Ward clerks, lab techs (phlebotomists), ECG techs, respiratory therapists, X-ray transporters, and other ancillary personnel are available 24 hours per day. Nurses start all peripheral IV lines.

DIDACTICS:
Progressive, innovative, organized seminar curriculum
Grand Rounds, Resident Conferences, Journal Club, Case Conferences
Residents have active role in teaching medical students

ELECTIVES OFFERED:
Include chief residency, research, child and adolescent psychiatry, Alzheimer’s disease, developmental disabilities, geriatric psychiatry, forensic psychiatry, psychiatric education, and others, as well as most subspecialties in medicine, neurology, or pediatrics.

LIBRARY FACILITIES:
SIU School of Medicine Library; open 90 hours/week. Affiliated Hospital Libraries available 24 hours per day. Photocopying; Interlibrary Loans; Medline search, MDConsult, On-Line eBooks, Electronic Journals, computer terminal access, hardcopy magazine, journal, book, videotape and audiotape loans are available. Each resident conference room within the general hospitals has a library of useful reference texts on Emergency Psychiatry, Internal Medicine, Electroconvulsive Therapy, Psychopharmacology, Neurology, and Psychiatry. The resident workroom has it’s own library of various journals and texts and the departmental library boasts hundreds of texts and current journal collections in the field of medicine, forensic psychiatry, community psychiatry, general psychiatry, and neuropsychiatry. The department site provides wireless internet and intranet services.

2008-2009 SALARIES

  • PGY I: $46,200.00
  • PGY II: $46,700.00
  • PGY III: $47,393.00
  • PGY IV: $49,162.00
  • PGY V: $51,534.00


BENEFITS:

  • Health insurance is available at a minimal charge; optional family plan can be purchased.
  • Dental coverage is provided for the resident and family at a small fee.
  • Basic life insurance is provided at no cost; additional coverage may be purchased.
  • Basic disability insurance is provided at no cost; additional disability insurance is available.
  • Professional Liability insurance is provided through the employing hospital.

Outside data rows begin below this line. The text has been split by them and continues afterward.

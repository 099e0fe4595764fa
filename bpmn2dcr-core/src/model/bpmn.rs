use std::collections::HashMap;

use petgraph::graph::{DiGraph, NodeIndex};
use petgraph::Direction;
use serde::{Deserialize, Serialize};

/// BPMN element kind. Task subtypes (userTask, serviceTask, ...) all collapse
/// to `Task` during parsing; the reader is the only place that sees the
/// distinction.
#[derive(Clone, Copy, Debug, PartialEq, Eq, Serialize, Deserialize)]
pub enum ElementKind {
    StartEvent,
    EndEvent,
    Task,
    ParallelGateway,
    ExclusiveGateway,
    InclusiveGateway,
    ComplexGateway,
    EventBasedGateway,
}

impl ElementKind {
    pub fn is_gateway(&self) -> bool {
        matches!(
            self,
            ElementKind::ParallelGateway
                | ElementKind::ExclusiveGateway
                | ElementKind::InclusiveGateway
                | ElementKind::ComplexGateway
                | ElementKind::EventBasedGateway
        )
    }

    /// Gateway type name used in pairing ("same type" checks) and in labels.
    /// `None` for non-gateway kinds.
    pub fn gateway_type(&self) -> Option<GatewayType> {
        match self {
            ElementKind::ParallelGateway => Some(GatewayType::Parallel),
            ElementKind::ExclusiveGateway => Some(GatewayType::Exclusive),
            ElementKind::InclusiveGateway => Some(GatewayType::Inclusive),
            ElementKind::ComplexGateway => Some(GatewayType::Complex),
            ElementKind::EventBasedGateway => Some(GatewayType::EventBased),
            _ => None,
        }
    }
}

#[derive(Clone, Copy, Debug, PartialEq, Eq, Serialize, Deserialize)]
pub enum GatewayType {
    Parallel,
    Exclusive,
    Inclusive,
    Complex,
    EventBased,
}

impl GatewayType {
    pub fn label(&self) -> &'static str {
        match self {
            GatewayType::Parallel => "Parallel",
            GatewayType::Exclusive => "Exclusive",
            GatewayType::Inclusive => "Inclusive",
            GatewayType::Complex => "Complex",
            GatewayType::EventBased => "EventBased",
        }
    }
}

/// Derived gateway direction (§3.2).
#[derive(Clone, Copy, Debug, PartialEq, Eq, Serialize, Deserialize)]
pub enum GatewayDirection {
    Split,
    Join,
    RoutingDecisionPoint,
    UndefinedOrComplex,
}

impl GatewayDirection {
    pub fn label(&self) -> &'static str {
        match self {
            GatewayDirection::Split => "Split",
            GatewayDirection::Join => "Join",
            GatewayDirection::RoutingDecisionPoint => "Routing Decision Point",
            GatewayDirection::UndefinedOrComplex => "Undefined Or Complex",
        }
    }
}

/// Loop role assigned by §4.1.3 loop pairing.
#[derive(Clone, Copy, Debug, PartialEq, Eq, Serialize, Deserialize)]
pub enum LoopType {
    LoopEntryJoin,
    LoopConditionSplit,
}

/// One of the four BPMN marking types (§3.3). Distinct from DCR markings.
#[derive(Clone, Copy, Debug, PartialEq, Eq, Hash, Serialize, Deserialize)]
pub enum MarkingType {
    SPlus,
    SMinus,
    JPlus,
    JMinus,
}

impl MarkingType {
    pub fn as_str(&self) -> &'static str {
        match self {
            MarkingType::SPlus => "S+",
            MarkingType::SMinus => "S-",
            MarkingType::JPlus => "J+",
            MarkingType::JMinus => "J-",
        }
    }
}

/// A (type, gateway_id) marking attached to an element (§3.3).
#[derive(Clone, Debug, PartialEq, Eq, Serialize, Deserialize)]
pub struct BpmnMarking {
    pub marking_type: MarkingType,
    pub gateway_id: String,
}

/// A BPMN element (§3.1). Represented as a mutable struct rather than a
/// closed enum, unlike the teacher's `IRNode`: the gateway analyzer mutates
/// `direction`, `paired_gateway_id`, `loop_type`, `markings`, and
/// `inclusive_path_origin_flow_id` in place across several passes, which a
/// construct-once enum can't express without a side table.
#[derive(Clone, Debug, Serialize, Deserialize)]
pub struct Element {
    pub id: String,
    pub name: String,
    pub kind: ElementKind,
    pub incoming_flow_ids: Vec<String>,
    pub outgoing_flow_ids: Vec<String>,
    pub direction: Option<GatewayDirection>,
    pub paired_gateway_id: Option<String>,
    pub loop_type: Option<LoopType>,
    pub markings: Vec<BpmnMarking>,
    pub inclusive_path_origin_flow_id: Option<String>,
}

impl Element {
    pub fn new(id: impl Into<String>, name: impl Into<String>, kind: ElementKind) -> Self {
        Element {
            id: id.into(),
            name: name.into(),
            kind,
            incoming_flow_ids: Vec::new(),
            outgoing_flow_ids: Vec::new(),
            direction: None,
            paired_gateway_id: None,
            loop_type: None,
            markings: Vec::new(),
            inclusive_path_origin_flow_id: None,
        }
    }

    pub fn in_degree(&self) -> usize {
        self.incoming_flow_ids.len()
    }

    pub fn out_degree(&self) -> usize {
        self.outgoing_flow_ids.len()
    }

    /// Additive; duplicates on (type, gateway_id) collapse (§3.3).
    pub fn add_marking(&mut self, marking_type: MarkingType, gateway_id: impl Into<String>) {
        let gateway_id = gateway_id.into();
        if self
            .markings
            .iter()
            .any(|m| m.marking_type == marking_type && m.gateway_id == gateway_id)
        {
            return;
        }
        self.markings.push(BpmnMarking {
            marking_type,
            gateway_id,
        });
    }

    pub fn has_marking(&self, marking_type: MarkingType, gateway_id: &str) -> bool {
        self.markings
            .iter()
            .any(|m| m.marking_type == marking_type && m.gateway_id == gateway_id)
    }

    pub fn is_paired_or_looped(&self) -> bool {
        self.paired_gateway_id.is_some() || self.loop_type.is_some()
    }
}

/// A BPMN sequence flow (§3.1).
#[derive(Clone, Debug, Serialize, Deserialize)]
pub struct SequenceFlow {
    pub id: String,
    pub name: String,
    pub source_ref: String,
    pub target_ref: String,
    pub expression: Option<String>,
}

/// The in-memory BPMN graph (C1). Backed by `petgraph`, the same substrate
/// `compiler/ir.rs` uses for its IR graph; an id → `NodeIndex` index is kept
/// alongside for O(1) lookup (the teacher's `find_node_by_id` is a linear
/// scan, adequate for its use but wasteful here where the analyzer resolves
/// ids constantly).
#[derive(Debug, Default)]
pub struct BpmnGraph {
    pub process_id: Option<String>,
    pub process_name: Option<String>,
    graph: DiGraph<Element, SequenceFlow>,
    index: HashMap<String, NodeIndex>,
    flow_index: HashMap<String, (NodeIndex, NodeIndex)>,
}

impl BpmnGraph {
    pub fn new() -> Self {
        BpmnGraph::default()
    }

    pub fn add_element(&mut self, element: Element) {
        let id = element.id.clone();
        let idx = self.graph.add_node(element);
        self.index.insert(id, idx);
    }

    pub fn element(&self, id: &str) -> Option<&Element> {
        self.index.get(id).map(|&idx| &self.graph[idx])
    }

    pub fn element_mut(&mut self, id: &str) -> Option<&mut Element> {
        if let Some(&idx) = self.index.get(id) {
            Some(&mut self.graph[idx])
        } else {
            None
        }
    }

    pub fn contains_element(&self, id: &str) -> bool {
        self.index.contains_key(id)
    }

    /// Element ids in stable (lexicographic) order, as §4.3.7 and §9
    /// "Determinism" require for any phase whose output depends on
    /// iteration order.
    pub fn element_ids_sorted(&self) -> Vec<String> {
        let mut ids: Vec<String> = self.index.keys().cloned().collect();
        ids.sort();
        ids
    }

    pub fn elements(&self) -> impl Iterator<Item = &Element> {
        self.graph.node_weights()
    }

    pub fn add_sequence_flow(&mut self, flow: SequenceFlow) -> anyhow::Result<()> {
        let source_idx = *self
            .index
            .get(&flow.source_ref)
            .ok_or_else(|| anyhow::anyhow!("sequence flow '{}' has unknown source '{}'", flow.id, flow.source_ref))?;
        let target_idx = *self
            .index
            .get(&flow.target_ref)
            .ok_or_else(|| anyhow::anyhow!("sequence flow '{}' has unknown target '{}'", flow.id, flow.target_ref))?;

        let flow_id = flow.id.clone();
        self.graph[source_idx].outgoing_flow_ids.push(flow_id.clone());
        self.graph[target_idx].incoming_flow_ids.push(flow_id.clone());
        self.flow_index.insert(flow_id, (source_idx, target_idx));
        self.graph.add_edge(source_idx, target_idx, flow);
        Ok(())
    }

    pub fn sequence_flow(&self, id: &str) -> Option<&SequenceFlow> {
        let &(source, target) = self.flow_index.get(id)?;
        self.graph
            .edges_connecting(source, target)
            .map(|e| e.weight())
            .find(|f| f.id == id)
    }

    /// Successor element ids reachable via `element_id`'s outgoing flows, in
    /// flow-insertion order (mirrors `BPMNData.get_successors` in the
    /// reference implementation).
    pub fn successors(&self, element_id: &str) -> Vec<String> {
        let Some(element) = self.element(element_id) else {
            return Vec::new();
        };
        element
            .outgoing_flow_ids
            .iter()
            .filter_map(|flow_id| self.sequence_flow(flow_id))
            .filter(|flow| self.contains_element(&flow.target_ref))
            .map(|flow| flow.target_ref.clone())
            .collect()
    }

    pub fn predecessors(&self, element_id: &str) -> Vec<String> {
        let Some(element) = self.element(element_id) else {
            return Vec::new();
        };
        element
            .incoming_flow_ids
            .iter()
            .filter_map(|flow_id| self.sequence_flow(flow_id))
            .filter(|flow| self.contains_element(&flow.source_ref))
            .map(|flow| flow.source_ref.clone())
            .collect()
    }

    pub fn node_index(&self, id: &str) -> Option<NodeIndex> {
        self.index.get(id).copied()
    }

    /// Exposed for callers that want raw `petgraph` traversal (e.g. a future
    /// consumer walking `Direction::Incoming`); the analyzer itself uses the
    /// id-based `successors`/`predecessors` helpers above, which match the
    /// reference implementation's BFS shape directly.
    pub fn raw(&self) -> &DiGraph<Element, SequenceFlow> {
        &self.graph
    }

    pub fn degree(&self, element_id: &str, direction: Direction) -> usize {
        match direction {
            Direction::Outgoing => self
                .element(element_id)
                .map(|e| e.out_degree())
                .unwrap_or(0),
            Direction::Incoming => self
                .element(element_id)
                .map(|e| e.in_degree())
                .unwrap_or(0),
        }
    }
}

VACATION/EDUCATIONAL LEAVE:
All residents receive 21 calendar days of vacation and 7 calendar days of educational leave.

HOUSING:
There is a wide variety of affordable housing in all areas of town. Past arrangements made by SIU residents include apartment or house rental, and purchase of condominium or house.

SIU DEPARTMENT OF PSYCHIATRY REQUIRES AN INTERVIEW WITH ALL PROSPECTIVE CANDIDATES.


2009 - 2010 Program Match Requirements

Thank you for your interest in the Southern Illinois University (SIU) School of Medicine, Department of Psychiatry residency training program in Springfield, Illinois.

When reviewing applications, we look for USMLE (or COMLEX) scores of 80 or above. However, if your scores are lower than 80 and you have post-graduate training or experience in psychiatry, your application may still be considered. We require 3 letters of recommendation from physicians (at least two of which must be from a psychiatrist with whom you have worked clinically), Dean's letter, transcript and score reports. We do not sponsor H-1 visas. We accept applications only through ERAS, and our application deadline is October 31, 2009. We will be interviewing during the months of November through January.

We do not require U.S. clinical experience (although such experience may be preferred) and currently have no requirement regarding year of graduation. Step 1 and both parts of Step 2 of the USMLE (or COMLEX) must have been passed within the first two attempts.